I was much more fortunate. Before I was married, I lived with a woman who breastfed her children. Luckily for me, she had her youngest while I still was there!  I got to see first hand the simplicity and joy of breastfeeding and the benefits for the children.  I remember observing many mothers and children in our community and I could tell which were breastfeeding pairs by how peaceful and independent the children were! I was convinced! She was also my coach when I had children of my own.  One thing she taught me that I always try to pass on is that you can stop a let down reflex by pressure on the breast. It is so much easier than pads!

I wouldn’t have missed nursing my children for the world! With the coaching of my friend, I was able to meet the needs of my children and developed a strong relationship with them as well as giving them a healthy start in life.

I had a friend who was in the same stage in life. It is such a support to share our love for breastfeeding. We would regularly trade childcare.  I usually kept my nursing babies with me until they were well into the toddler stage, but she left hers after the first few months.
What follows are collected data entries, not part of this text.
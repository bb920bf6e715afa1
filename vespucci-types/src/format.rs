//! Pretty-printing helpers for coordinates and measured values.

/// Formats a number with the given number of decimals, grouping integer digits in threes
/// separated by spaces: `5449603.10` becomes `"5 449 603.10"`.
pub fn group_thousands(value: f64, decimals: usize) -> String {
    let formatted = format!("{value:.decimals$}");
    let (sign, unsigned) = match formatted.strip_prefix('-') {
        Some(rest) => ("-", rest),
        None => ("", formatted.as_str()),
    };

    let (int_part, frac_part) = match unsigned.split_once('.') {
        Some((int_part, frac_part)) => (int_part, Some(frac_part)),
        None => (unsigned, None),
    };

    let mut grouped = String::with_capacity(int_part.len() + int_part.len() / 3);
    for (index, digit) in int_part.chars().enumerate() {
        if index > 0 && (int_part.len() - index) % 3 == 0 {
            grouped.push(' ');
        }
        grouped.push(digit);
    }

    match frac_part {
        Some(frac) => format!("{sign}{grouped}.{frac}"),
        None => format!("{sign}{grouped}"),
    }
}

/// Formats a latitude in degrees with a hemisphere suffix, e.g. `"45.2344° N"`.
pub fn format_latitude(lat: f64, decimals: usize) -> String {
    let hemisphere = if lat < 0.0 { 'S' } else { 'N' };
    format!("{:.decimals$}° {hemisphere}", lat.abs())
}

/// Formats a longitude in degrees with a hemisphere suffix, e.g. `"14.3534° E"`.
pub fn format_longitude(lon: f64, decimals: usize) -> String {
    let hemisphere = if lon < 0.0 { 'W' } else { 'E' };
    format!("{:.decimals$}° {hemisphere}", lon.abs())
}

/// Formats an elevation in meters, rounded to the nearest whole meter, with an optional
/// `± error` term.
///
/// Returns `None` when the height is missing, zero or not finite, in which case the caller
/// omits the elevation from its output entirely.
pub fn format_elevation(height: Option<f64>, error: Option<f64>) -> Option<String> {
    let height = height?;
    if height == 0.0 || !height.is_finite() {
        return None;
    }

    let rounded = height.round() as i64;
    Some(match error {
        Some(error) if error.is_finite() && error > 0.0 => {
            format!("{rounded} ± {} m", error.round() as i64)
        }
        _ => format!("{rounded} m"),
    })
}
Both of us nursed all of each other’s children. How much easier it was than expressing or using bottles! And, our children experienced the comfort and relationship on the nursing relationship even when we weren’t there.

I am so grateful for the support I received and have been able to pass on. Now my daughter knows more than I ever did about breastfeeding and she is the one who teaches me! Pass it on!



Filed under Breastfeeding Cafe Carnival, Community, The Normal Course of Breastfeeding

3 responses to “Wisdom & Influence Passed Down To You – July 23

  1. Jeana Jones

    Thanks, Mom, for the wisdom you have passed on to me. Your joyful example has been a blessing to me as I go through my own journey as a young mother.

  2. Wow! I am touched by your story and wowed by the fact that you and your friend were milksharing before it started to be “cool” again. I have often wondered if I would nurse someone else’s baby, and I love your confident solution.

    • Linda Jo Devlaeminck


      Thanks for responding! It wasn’t even called “milksharing” then! So much of it had to do with relationship. We loved each other and we loved each other’s children, so it seemed very natural.